**Work request**
Within the entries that follow, show each line where the word "trim" occurs.

**Data for the task**
//! Dialogue script parsing.
//!
//! A dialogue script is plain text where every spoken line looks like
//!
//! ```text
//! @1: Good morning.
//! @2(pitch=-0.1, speed=1.2): Morning! You're up early.
//! ```
//!
//! The number after `@` is the engine speaker id. The optional parameter
//! list overrides `pitch`, `intonationScale` and `speed` for that line only.
//! Parsing is best-effort: lines that do not fit are skipped and reported
//! as [`ParseDiagnostic`]s instead of failing the whole script.

use std::fmt;
use std::sync::OnceLock;

use regex::Regex;

use crate::VoiceParams;

fn line_pattern() -> &'static Regex {
    static PATTERN: OnceLock<Regex> = OnceLock::new();
    PATTERN.get_or_init(|| {
        Regex::new(r"^@(\d+)\s*(?:\(([^)]*)\))?\s*[:：](.*)$").expect("dialogue pattern is valid")
    })
}

/// One spoken line of a dialogue script.
#[derive(Debug, Clone, PartialEq)]
pub struct DialogueLine {
    /// Position among emitted lines (skipped lines do not consume an index).
    pub line_index: usize,
    pub speaker_id: u32,
    pub text: String,
    pub pitch: Option<f64>,
    pub intonation_scale: Option<f64>,
    pub speed: Option<f64>,
}

impl DialogueLine {
    /// Voice parameters for this line, falling back to `defaults` per field.
    pub fn voice(&self, defaults: &VoiceParams) -> VoiceParams {
        VoiceParams {
            speaker_id: self.speaker_id,
            pitch: self.pitch.unwrap_or(defaults.pitch),
            intonation_scale: self.intonation_scale.unwrap_or(defaults.intonation_scale),
            speed: self.speed.unwrap_or(defaults.speed),
        }
    }
}

/// Something the parser skipped. `line_number` is 1-based in the source text.
#[derive(Debug, Clone, PartialEq)]
pub enum ParseDiagnostic {
    UnmatchedLine { line_number: usize, content: String },
    InvalidSpeaker { line_number: usize, raw: String },
    UnknownParameter { line_number: usize, key: String },
    MalformedParameter { line_number: usize, raw: String },
    EmptyText { line_number: usize },
}

impl fmt::Display for ParseDiagnostic {
    fn fmt(&self, f: &mut fmt::Formatter<'_>) -> fmt::Result {
        match self {
            ParseDiagnostic::UnmatchedLine {
                line_number,
                content,
            } => write!(f, "line {line_number}: not a dialogue line, skipped: {content:?}"),
            ParseDiagnostic::InvalidSpeaker { line_number, raw } => {
                write!(f, "line {line_number}: speaker id {raw:?} out of range, skipped")
            }
            ParseDiagnostic::UnknownParameter { line_number, key } => {
                write!(f, "line {line_number}: unknown parameter {key:?} ignored")
            }
            ParseDiagnostic::MalformedParameter { line_number, raw } => {
                write!(f, "line {line_number}: malformed parameter {raw:?} ignored")
            }
            ParseDiagnostic::EmptyText { line_number } => {
                write!(f, "line {line_number}: no text after speaker tag, skipped")
            }
        }
    }
}

/// Result of parsing a script: accepted lines plus everything that was skipped.
#[derive(Debug, Clone, Default, PartialEq)]
pub struct DialogueScript {
    pub lines: Vec<DialogueLine>,
    pub diagnostics: Vec<ParseDiagnostic>,
}

impl DialogueScript {
    pub fn is_empty(&self) -> bool {
        self.lines.is_empty()
    }
}

/// True when at least one non-blank line is a speaker-tagged dialogue line.
pub fn is_dialogue(text: &str) -> bool {
    text.lines()
        .map(str::trim)
        .filter(|line| !line.is_empty())
        .any(|line| line_pattern().is_match(line))
}

/// Parse a dialogue script in order, skipping lines that cannot be used.
pub fn parse(text: &str) -> DialogueScript {
    let mut script = DialogueScript::default();

    for (idx, raw_line) in text.lines().enumerate() {
        let line_number = idx + 1;
        let line = raw_line.trim();
        if line.is_empty() {
            continue;
        }

        let Some(caps) = line_pattern().captures(line) else {
            script.diagnostics.push(ParseDiagnostic::UnmatchedLine {
                line_number,
                content: line.to_string(),
            });
            continue;
        };

        let Ok(speaker_id) = caps[1].parse::<u32>() else {
            script.diagnostics.push(ParseDiagnostic::InvalidSpeaker {
                line_number,
                raw: caps[1].to_string(),
            });
            continue;
        };

        let spoken = caps[3].trim();
        if spoken.is_empty() {
            script
                .diagnostics
                .push(ParseDiagnostic::EmptyText { line_number });
            continue;
        }

        let mut dialogue_line = DialogueLine {
            line_index: script.lines.len(),
            speaker_id,
            text: spoken.to_string(),
            pitch: None,
            intonation_scale: None,
            speed: None,
        };
        if let Some(params) = caps.get(2) {
            apply_parameters(
                &mut dialogue_line,
                params.as_str(),
                line_number,
                &mut script.diagnostics,
            );
        }
        script.lines.push(dialogue_line);
    }

    for diagnostic in &script.diagnostics {
        log::warn!("{diagnostic}");
    }
    script
}

fn apply_parameters(
    line: &mut DialogueLine,
    params: &str,
    line_number: usize,
    diagnostics: &mut Vec<ParseDiagnostic>,
) {
    for pair in params.split(',').map(str::trim).filter(|p| !p.is_empty()) {
        let parsed = pair
            .split_once('=')
            .and_then(|(key, value)| Some((key.trim(), value.trim().parse::<f64>().ok()?)))
            .filter(|(_, value)| value.is_finite());

        let Some((key, value)) = parsed else {
            diagnostics.push(ParseDiagnostic::MalformedParameter {
                line_number,
                raw: pair.to_string(),
            });
            continue;
        };

        match key {
            "pitch" => line.pitch = Some(value),
            "intonationScale" => line.intonation_scale = Some(value),
            "speed" => line.speed = Some(value),
            _ => diagnostics.push(ParseDiagnostic::UnknownParameter {
                line_number,
                key: key.to_string(),
            }),
        }
    }
}

#[cfg(test)]
mod tests {
    use super::*;

    #[test]
    fn detects_dialogue_from_single_tagged_line() {
        assert!(is_dialogue("Some intro\n@1: hello\n"));
        assert!(!is_dialogue("Just a monologue.\nWith two lines."));
        assert!(!is_dialogue("email me @ home: later"));
    }

    #[test]
    fn parses_parameter_overrides() {
        let script = parse("@2(pitch=-0.1, speed=1.2): text");
        assert_eq!(
            script.lines,
            vec![DialogueLine {
                line_index: 0,
                speaker_id: 2,
                text: "text".to_string(),
                pitch: Some(-0.1),
                intonation_scale: None,
                speed: Some(1.2),
            }]
        );
        assert!(script.diagnostics.is_empty());
    }

    #[test]
    fn line_index_counts_only_emitted_lines() {
        let script = parse("@1: first\n\nnot dialogue\n@3:   \n@2： second\n");
        let indexed: Vec<(usize, u32, &str)> = script
            .lines
            .iter()
            .map(|l| (l.line_index, l.speaker_id, l.text.as_str()))
            .collect();
        assert_eq!(indexed, vec![(0, 1, "first"), (1, 2, "second")]);
        assert_eq!(
            script.diagnostics,
            vec![
                ParseDiagnostic::UnmatchedLine {
                    line_number: 3,
                    content: "not dialogue".to_string()
                },
                ParseDiagnostic::EmptyText { line_number: 4 },
            ]
        );
    }

    #[test]
    fn bad_parameters_are_skipped_without_dropping_the_line() {
        let script = parse("@4(volume=2, speed=fast, pitch, intonationScale=1.5): hi");
        assert_eq!(script.lines.len(), 1);
        let line = &script.lines[0];
        assert_eq!(line.intonation_scale, Some(1.5));
        assert_eq!(line.speed, None);
        assert_eq!(line.pitch, None);
        assert_eq!(
            script.diagnostics,
            vec![
                ParseDiagnostic::UnknownParameter {
                    line_number: 1,
                    key: "volume".to_string()
                },
                ParseDiagnostic::MalformedParameter {
                    line_number: 1,
                    raw: "speed=fast".to_string()
                },
                ParseDiagnostic::MalformedParameter {
                    line_number: 1,
                    raw: "pitch".to_string()
                },
            ]
        );
    }

    #[test]
    fn oversized_speaker_id_is_reported() {
        let script = parse("@99999999999: too big\n@1: ok");
        assert_eq!(script.lines.len(), 1);
        assert!(matches!(
            script.diagnostics[0],
            ParseDiagnostic::InvalidSpeaker { line_number: 1, .. }
        ));
    }

    #[test]
    fn voice_falls_back_to_defaults() {
        let defaults = VoiceParams {
            speaker_id: 7,
            pitch: 0.05,
            intonation_scale: 1.1,
            speed: 0.9,
        };
        let line = parse("@3(speed=1.3): hey").lines.remove(0);
        assert_eq!(
            line.voice(&defaults),
            VoiceParams {
                speaker_id: 3,
                pitch: 0.05,
                intonation_scale: 1.1,
                speed: 1.3,
            }
        );
    }

    #[test]
    fn text_without_tags_parses_to_empty_script() {
        let script = parse("hello\nworld");
        assert!(script.is_empty());
        assert_eq!(script.diagnostics.len(), 2);
    }
}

**Reply to the task**
        .map(str::trim)
        let line = raw_line.trim();
        let spoken = caps[3].trim();
    for pair in params.split(',').map(str::trim).filter(|p| !p.is_empty()) {
            .and_then(|(key, value)| Some((key.trim(), value.trim().parse::<f64>().ok()?)))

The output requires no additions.